URL:http://adage.com/article/the-media-guy/truth-reddit-unnecessary-apology/241277/
1. Reddit has become, simply put, mainstream media.
As noted in Ad Age recently, Reddit closed out 2012 with more than 37 billion page views and 400 million unique visitors. Even people who don't check the so-called social-news site regularly -- or at all -- constantly experience the Reddit Effect because ...
2. The mainstream blog media is almost ridiculously (even pathetically) dependent on Reddit.
Reddit has a state-of-the-art-circa-1998, text-centric user interface, but its critical mass and core upvote/downvote system has allowed it to become a sort of real-time cultural Zeitgeistometer. A post that captures the imagination of Reddit readers (aka Redditors) gets upvoted and then speeds to Reddit's home page (and/or the home pages of Reddit's major topical verticals, e.g., reddit.com/r/worldnews, reddit.com/r/funny, etc.).
And then an hour or two -- or 12 or 24 -- later, there's a really good chance you're going to see that popular Reddit post repurposed on Gawker or BuzzFeed. Well, the silly or controversial stuff, at least. (The random nerdy/newsy topical stuff that Redditors upvote -- like last Wednesday's front-pager about chickpea farming -- tends to stay in the Redditverse.)
Take, for instance, a photo-based post on Reddit's home page last Tuesday afternoon titled "My friend got photobombed by Kevin Spacey out jogging." I thought to myself: That is so totally ending up on Gawker and BuzzFeed. Sure enough, at 10:37 that night, BuzzFeed's Whitney Jefferson posted it with the headline "Kevin Spacey's Awesome Photobomb" (as of this writing she's "earned" 64,169 page views for that). The next morning at 9:25, Gawker's Neetzan Zimmerman posted it with the headline "Kevin Spacey Shouts 'Photobomb' Before Jogging Into Woman's Picture" (130,608 page views and counting).
Reddit's longtime tagline is "The front page of the internet," but it could just as easily be "The crib sheet for weary bloggers who need to hit page-view quotas."
3. If you regularly read Reddit, it makes the rest of the internet seem stale.
In fact, the Reddit community (such that it is) is more or less resigned to serving as a sort of unpaid crowdsourced wire service for BuzzFeed, Gawker, etc.
4. Reddit's apology was nice but unnecessary.
Reddit got a lot of bad press recently (which is why I'm writing about it now) for being a hotbed of rumors about the Boston bombings. In fact, Reddit's management publicly apologized to the family of missing Brown University student Sunil Tripathi (whose body has since been found) because some Redditors speculated he might have been involved in the bombings.

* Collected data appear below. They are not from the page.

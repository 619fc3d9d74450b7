//! EIP-1193 Wallet Provider Bridge
//!
//! JavaScript interop over the injected `window.ethereum` provider
//! (MetaMask, Coinbase Wallet, Rabby, ...). Every call goes through
//! `request({ method, params })`; failures are mapped to [`AppError`].

use js_sys::{Array, Reflect};
use serde::Serialize;
use shared::error::{AppError, Result};
use shared::network::{parse_chain_id, NetworkConfig};
use shared::utils::parse_hex_quantity;
use wasm_bindgen::prelude::*;

/// EIP-3085 code for "chain not added to the wallet yet".
const UNRECOGNIZED_CHAIN_CODE: i64 = 4902;

// ============================================================================
// PROVIDER INTEROP (JavaScript)
// ============================================================================

#[wasm_bindgen(inline_js = "
const handlers = {};

export function hasEthereumProvider() {
    return typeof window !== 'undefined' && !!window.ethereum;
}

export async function providerRequest(method, params) {
    const provider = window.ethereum;
    if (!provider) {
        throw { code: null, message: 'No wallet provider found' };
    }
    return await provider.request({ method, params });
}

export function subscribeProvider(event, callback) {
    const provider = window.ethereum;
    if (!provider || typeof provider.on !== 'function') {
        return false;
    }
    // Re-subscribing replaces the previous handler for this event
    if (handlers[event] && typeof provider.removeListener === 'function') {
        provider.removeListener(event, handlers[event]);
    }
    handlers[event] = callback;
    provider.on(event, callback);
    return true;
}

export function unsubscribeProviderAll() {
    const provider = window.ethereum;
    for (const event of Object.keys(handlers)) {
        if (provider && typeof provider.removeListener === 'function') {
            provider.removeListener(event, handlers[event]);
        }
        delete handlers[event];
    }
}
")]
extern "C" {
    fn hasEthereumProvider() -> bool;

    #[wasm_bindgen(catch)]
    async fn providerRequest(method: &str, params: JsValue) -> std::result::Result<JsValue, JsValue>;

    fn subscribeProvider(event: &str, callback: &JsValue) -> bool;

    fn unsubscribeProviderAll();
}

// ============================================================================
// REQUEST PARAMETERS
// ============================================================================

#[derive(Serialize)]
#[serde(rename_all = "camelCase")]
struct SwitchChainParams {
    chain_id: String,
}

#[derive(Serialize)]
struct NativeCurrency {
    name: String,
    symbol: String,
    decimals: u32,
}

#[derive(Serialize)]
#[serde(rename_all = "camelCase")]
struct AddChainParams {
    chain_id: String,
    chain_name: String,
    native_currency: NativeCurrency,
    rpc_urls: Vec<String>,
    block_explorer_urls: Vec<String>,
}

impl From<&NetworkConfig> for AddChainParams {
    fn from(network: &NetworkConfig) -> Self {
        Self {
            chain_id: network.chain_id_hex(),
            chain_name: network.name.clone(),
            native_currency: NativeCurrency {
                name: "Ether".to_string(),
                symbol: network.currency.clone(),
                decimals: shared::utils::NATIVE_DECIMALS,
            },
            rpc_urls: vec![network.rpc_url.clone()],
            block_explorer_urls: vec![network.explorer_url.clone()],
        }
    }
}

// ============================================================================
// WALLET SERVICE
// ============================================================================

pub fn is_provider_installed() -> bool {
    hasEthereumProvider()
}

/// Convert a thrown provider value into an [`AppError`].
fn provider_error(err: &JsValue) -> AppError {
    let code = Reflect::get(err, &JsValue::from_str("code"))
        .ok()
        .and_then(|v| v.as_f64())
        .map(|v| v as i64);

    let message = Reflect::get(err, &JsValue::from_str("message"))
        .ok()
        .and_then(|v| v.as_string())
        .or_else(|| err.as_string())
        .unwrap_or_else(|| format!("{:?}", err));

    AppError::from_provider(code, message)
}

async fn request(method: &str, params: Array) -> Result<JsValue> {
    if !is_provider_installed() {
        return Err(AppError::NoProvider);
    }

    log::debug!("provider request: {}", method);
    providerRequest(method, params.into()).await.map_err(|e| {
        let err = provider_error(&e);
        log::warn!("provider request {} failed: {}", method, err);
        err
    })
}

fn decode_accounts(value: JsValue) -> Result<Vec<String>> {
    serde_wasm_bindgen::from_value(value)
        .map_err(|e| AppError::InvalidResponse(format!("accounts: {}", e)))
}

fn expect_string(value: JsValue, what: &str) -> Result<String> {
    value
        .as_string()
        .ok_or_else(|| AppError::InvalidResponse(format!("{} is not a string", what)))
}

/// Ask the user to approve account access (`eth_requestAccounts`).
pub async fn request_accounts() -> Result<Vec<String>> {
    decode_accounts(request("eth_requestAccounts", Array::new()).await?)
}

/// Accounts already authorised for this site, without prompting.
pub async fn list_accounts() -> Result<Vec<String>> {
    decode_accounts(request("eth_accounts", Array::new()).await?)
}

/// Native balance of `address` in wei.
pub async fn get_balance(address: &str) -> Result<u128> {
    let params = Array::of2(&JsValue::from_str(address), &JsValue::from_str("latest"));
    let raw = expect_string(request("eth_getBalance", params).await?, "balance")?;
    parse_hex_quantity(&raw)
}

pub async fn get_chain_id() -> Result<u64> {
    let raw = expect_string(request("eth_chainId", Array::new()).await?, "chain id")?;
    parse_chain_id(&raw)
}

/// Switch the wallet to `network`, adding the chain first if the wallet
/// does not know it.
pub async fn switch_chain(network: &NetworkConfig) -> Result<()> {
    let switch = SwitchChainParams {
        chain_id: network.chain_id_hex(),
    };
    let params = serde_wasm_bindgen::to_value(&switch)
        .map_err(|e| AppError::InvalidResponse(e.to_string()))?;

    match request("wallet_switchEthereumChain", Array::of1(&params)).await {
        Ok(_) => Ok(()),
        Err(AppError::Provider { code: UNRECOGNIZED_CHAIN_CODE, .. }) => {
            log::info!("{} not known to wallet, adding it", network.name);
            let add = serde_wasm_bindgen::to_value(&AddChainParams::from(network))
                .map_err(|e| AppError::InvalidResponse(e.to_string()))?;
            request("wallet_addEthereumChain", Array::of1(&add)).await?;
            Ok(())
        }
        Err(e) => Err(e),
    }
}

/// Register an `accountsChanged` handler. Returns false when the provider
/// does not support events.
pub fn on_accounts_changed(mut handler: impl FnMut(Vec<String>) + 'static) -> bool {
    let callback = Closure::<dyn FnMut(JsValue)>::new(move |value: JsValue| {
        match decode_accounts(value) {
            Ok(accounts) => handler(accounts),
            Err(e) => log::warn!("ignoring accountsChanged payload: {}", e),
        }
    });
    subscribeProvider("accountsChanged", &callback.into_js_value())
}

/// Register a `chainChanged` handler receiving the raw hex chain id.
pub fn on_chain_changed(mut handler: impl FnMut(String) + 'static) -> bool {
    let callback = Closure::<dyn FnMut(JsValue)>::new(move |value: JsValue| {
        match value.as_string() {
            Some(chain_id) => handler(chain_id),
            None => log::warn!("ignoring non-string chainChanged payload"),
        }
    });
    subscribeProvider("chainChanged", &callback.into_js_value())
}

/// Detach every handler registered through this module.
pub fn unsubscribe_all() {
    unsubscribeProviderAll();
}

You know what? Humans, especially during times of crisis and confusion, speculate. They do it offline and, in 2013, they increasingly do it online. The fact of the matter is that one of the Boston suspects (later revealed to be Dzhokhar Tsarnaev) seen in the early grainy surveillance-video stills released by the FBI did resemble Tripathi.
And Reddit actually has much better checks and balances in place -- thanks to a combination of the upvote system and moderator intervention -- than, say, the scary troll-fest reader-comment sections of much of the rest of the web.
In the aftermath of the Boston bombings, fleeting speculation about Tripathi aside, Reddit was overwhelmingly a force for good -- "a great clearinghouse for information," as Reddit General Manager Erik Martin pointed out in a reflective blog post, and an often-galvanizing "place to just discuss, cope and try to make sense of what happened."
For years now, Reddit has been one of the great joys of my life as a citizen of the internet -- the one place on the web where I'm pretty much always rewarded, even on brief visits. It enlightens me and makes me laugh, and alarmingly often, makes my eyes well up with tears. (Reddit is better than any other place on the internet for surfacing moving first-person narratives -- including one from a Boston Marathon volunteer who became an ad hoc first-responder.) It sometimes feels almost too good to be true. Which is why I'm thankful that...
5. Reddit is owned by neglectful billionaires.
Reddit was founded by Steve Huffman and Alexis Ohanian in June 2005, acquired by Condé Nast in October 2006, and in 2011 shifted over to being an independent subsidiary of Condé's parent company, Advance Publications.
Under Condé's purview, Reddit was cash-strapped and understaffed -- a sort of redheaded stepchild of the famously luxe magazine empire. Under Advance, it's not as sidelined. But thankfully, given that Advance is owned by octogenarian print-media billionaires Si and Donald Newhouse, neither of whom are exactly web-savvy, it's not like Reddit is a major focus of corporate attention, either.
I'm convinced that if just about any other major media or tech company had bought Reddit, it would have been smothered to death through micromanaging by now.
Hooray for neglectful old-media billionaires!